Come faccio a impostare un contratto di socio in affari con Dropbox?
Per ulteriori informazioni sull'acquisto di Dropbox Business, contatta il team vendite. Se sei l'amministratore di un team Dropbox Business, puoi firmare elettronicamente un contratto BAA dalla pagina Account della Console amministratore.
Le applicazioni e le integrazioni di terze parti sono incluse nel contratto BAA con Dropbox Business?
Esiste un solido ecosistema di applicazioni di terze parti che puoi collegare al tuo account Dropbox Business per ottenere funzionalità aggiuntive. Le integrazioni che forniscono servizi quali SIEM, DLP e la gestione dell'identità possono essere potenti strumenti con cui rafforzare le misure di sicurezza che già adotti.

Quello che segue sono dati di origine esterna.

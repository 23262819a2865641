use ibc_core_channel_types::channel::{Counterparty, Order};
use ibc_core_channel_types::commitment::{compute_ack_commitment, compute_packet_commitment};
use ibc_core_channel_types::error::{ChannelError, PacketError};
use ibc_core_channel_types::events::{ReceivePacket, WriteAcknowledgement};
use ibc_core_channel_types::msgs::MsgRecvPacket;
use ibc_core_channel_types::packet::Receipt;
use ibc_core_client::context::prelude::*;
use ibc_core_connection::types::State as ConnectionState;
use ibc_core_handler_types::error::ContextError;
use ibc_core_handler_types::events::{IbcEvent, MessageEvent};
use ibc_core_host::types::path::{
    AckPath, ChannelEndPath, ClientConsensusStatePath, CommitmentPath, Path, ReceiptPath,
    SeqRecvPath,
};
use ibc_core_host::{ExecutionContext, ValidationContext};
use ibc_core_router::module::Module;
use ibc_primitives::prelude::*;

use super::send_packet::verify_channel_open;

pub fn recv_packet_validate<ValCtx>(ctx_b: &ValCtx, msg: MsgRecvPacket) -> Result<(), ContextError>
where
    ValCtx: ValidationContext,
{
    // Covers the acknowledgement write as well. There is nothing to ask the
    // module: receiving cannot fail, failures become error acknowledgements.
    validate(ctx_b, &msg)
}

pub fn recv_packet_execute<ExecCtx>(
    ctx_b: &mut ExecCtx,
    module: &mut dyn Module,
    msg: MsgRecvPacket,
) -> Result<(), ContextError>
where
    ExecCtx: ExecutionContext,
{
    let chan_end_path_on_b =
        ChannelEndPath::new(&msg.packet.port_id_on_b, &msg.packet.chan_id_on_b);
    let chan_end_on_b = ctx_b.channel_end(&chan_end_path_on_b)?;

    let (extras, acknowledgement) = module.on_recv_packet_execute(&msg.packet, &msg.signer);

    // state changes
    {
        match chan_end_on_b.ordering() {
            Order::Unordered => {
                let receipt_path_on_b = ReceiptPath::new(
                    &msg.packet.port_id_on_b,
                    &msg.packet.chan_id_on_b,
                    msg.packet.seq_on_a,
                );
                ctx_b.store_packet_receipt(&receipt_path_on_b, Receipt::Ok)?;
            }
            Order::Ordered => {
                let seq_recv_path_on_b =
                    SeqRecvPath::new(&msg.packet.port_id_on_b, &msg.packet.chan_id_on_b);
                let next_seq_recv = ctx_b.get_next_sequence_recv(&seq_recv_path_on_b)?;
                ctx_b.store_next_sequence_recv(&seq_recv_path_on_b, next_seq_recv.increment())?;
            }
            Order::None => {}
        }

        let ack_path_on_b = AckPath::new(
            &msg.packet.port_id_on_b,
            &msg.packet.chan_id_on_b,
            msg.packet.seq_on_a,
        );
        ctx_b.store_packet_acknowledgement(
            &ack_path_on_b,
            compute_ack_commitment(&acknowledgement),
        )?;
    }

    // emit events and logs
    {
        ctx_b.log_message(format!(
            "success: packet receive: sequence {} on {}/{}",
            msg.packet.seq_on_a, msg.packet.port_id_on_b, msg.packet.chan_id_on_b
        ))?;
        ctx_b.log_message("success: packet write acknowledgement".to_string())?;

        let conn_id_on_b = &chan_end_on_b.connection_hops()[0];
        let event = IbcEvent::ReceivePacket(ReceivePacket::new(
            msg.packet.clone(),
            *chan_end_on_b.ordering(),
            conn_id_on_b.clone(),
        ));
        ctx_b.emit_ibc_event(IbcEvent::Message(MessageEvent::Channel))?;
        ctx_b.emit_ibc_event(event)?;
        let event = IbcEvent::WriteAcknowledgement(WriteAcknowledgement::new(
            msg.packet,
            acknowledgement,
            conn_id_on_b.clone(),
        ));
        ctx_b.emit_ibc_event(IbcEvent::Message(MessageEvent::Channel))?;
        ctx_b.emit_ibc_event(event)?;

        for module_event in extras.events {
            ctx_b.emit_ibc_event(IbcEvent::Module(module_event))?;
        }

        for log_message in extras.log {
            ctx_b.log_message(log_message)?;
        }
    }

    Ok(())
}

fn validate<Ctx>(ctx_b: &Ctx, msg: &MsgRecvPacket) -> Result<(), ContextError>
where
    Ctx: ValidationContext,
{
    ctx_b.validate_message_signer(&msg.signer)?;

    let packet = &msg.packet;
    let chan_end_path_on_b = ChannelEndPath::new(&packet.port_id_on_b, &packet.chan_id_on_b);
    let chan_end_on_b = ctx_b.channel_end(&chan_end_path_on_b)?;

    verify_channel_open(&chan_end_on_b, &packet.chan_id_on_b)?;

    let counterparty = Counterparty::new(
        packet.port_id_on_a.clone(),
        Some(packet.chan_id_on_a.clone()),
    );
    chan_end_on_b.verify_counterparty_matches(&counterparty)?;

    let conn_id_on_b = &chan_end_on_b.connection_hops()[0];
    let conn_end_on_b = ctx_b.connection_end(conn_id_on_b)?;

    conn_end_on_b.verify_state_matches(&ConnectionState::Open)?;

    // The receiving side judges the timeout by its own clock.
    let host_height = ctx_b.host_height()?;
    let host_timestamp = ctx_b.host_timestamp()?;
    if packet.timed_out(&host_timestamp, host_height) {
        return Err(PacketError::PacketTimedOut {
            timeout_height: packet.timeout_height_on_b,
            timeout_timestamp: packet.timeout_timestamp_on_b,
            chain_height: host_height,
            chain_timestamp: host_timestamp,
        }
        .into());
    }

    // Verify proofs
    {
        let client_id_on_b = conn_end_on_b.client_id();
        let client_val_ctx_b = ctx_b.get_client_validation_context();
        let client_state_of_a_on_b = client_val_ctx_b.client_state(client_id_on_b)?;

        client_state_of_a_on_b
            .status(client_val_ctx_b, client_id_on_b)?
            .verify_is_active()?;

        client_state_of_a_on_b.validate_proof_height(msg.proof_height_on_a)?;

        let client_cons_state_path_on_b = ClientConsensusStatePath::new(
            client_id_on_b.clone(),
            msg.proof_height_on_a.revision_number(),
            msg.proof_height_on_a.revision_height(),
        );

        let consensus_state_of_a_on_b =
            client_val_ctx_b.consensus_state(&client_cons_state_path_on_b)?;

        let expected_commitment_on_a = compute_packet_commitment(
            &packet.data,
            &packet.timeout_height_on_b,
            &packet.timeout_timestamp_on_b,
        );
        let commitment_path_on_a =
            CommitmentPath::new(&packet.port_id_on_a, &packet.chan_id_on_a, packet.seq_on_a);

        client_state_of_a_on_b
            .verify_membership(
                conn_end_on_b.counterparty().prefix(),
                &msg.proof_commitment_on_a,
                consensus_state_of_a_on_b.root(),
                Path::Commitment(commitment_path_on_a),
                expected_commitment_on_a.into_vec(),
            )
            .map_err(|e| PacketError::PacketVerificationFailed {
                sequence: packet.seq_on_a,
                client_error: e,
            })?;
    }

    match chan_end_on_b.ordering() {
        Order::Ordered => {
            let seq_recv_path_on_b = SeqRecvPath::new(&packet.port_id_on_b, &packet.chan_id_on_b);
            let next_seq_recv = ctx_b.get_next_sequence_recv(&seq_recv_path_on_b)?;

            if packet.seq_on_a < next_seq_recv {
                return Err(PacketError::DuplicatePacket {
                    sequence: packet.seq_on_a,
                }
                .into());
            }
            if packet.seq_on_a > next_seq_recv {
                return Err(PacketError::UnexpectedSequence {
                    given_sequence: packet.seq_on_a,
                    next_sequence: next_seq_recv,
                }
                .into());
            }
        }
        Order::Unordered => {
            let receipt_path_on_b =
                ReceiptPath::new(&packet.port_id_on_b, &packet.chan_id_on_b, packet.seq_on_a);
            if ctx_b.get_packet_receipt(&receipt_path_on_b)?.is_some() {
                return Err(PacketError::DuplicatePacket {
                    sequence: packet.seq_on_a,
                }
                .into());
            }
        }
        Order::None => {
            return Err(ChannelError::UnknownOrderType(Order::None.to_string()).into());
        }
    }

    validate_write_acknowledgement(ctx_b, msg)
}

fn validate_write_acknowledgement<Ctx>(ctx_b: &Ctx, msg: &MsgRecvPacket) -> Result<(), ContextError>
where
    Ctx: ValidationContext,
{
    let packet = &msg.packet;
    let ack_path_on_b = AckPath::new(&packet.port_id_on_b, &packet.chan_id_on_b, packet.seq_on_a);
    if ctx_b.get_packet_acknowledgement(&ack_path_on_b)?.is_some() {
        return Err(PacketError::AcknowledgementExists {
            sequence: packet.seq_on_a,
        }
        .into());
    }

    Ok(())
}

Sebbene queste applicazioni e integrazioni di terze parti possano essere degli ottimi complementi al tuo account, è importante ricordarti che non fanno parte dei servizi che offriamo. Pertanto, non sono coperte dai termini d'uso di Dropbox, compreso il contratto BAA che potresti aver stipulato con Dropbox. È tua responsabilità valutare queste applicazioni per stabilire se il loro utilizzo è in linea con i tuoi obblighi legali e normativi. Tieni a mente che alcune applicazioni collegano ad account individuali, mentre altre possono essere collegate da un amministratore all'intero team.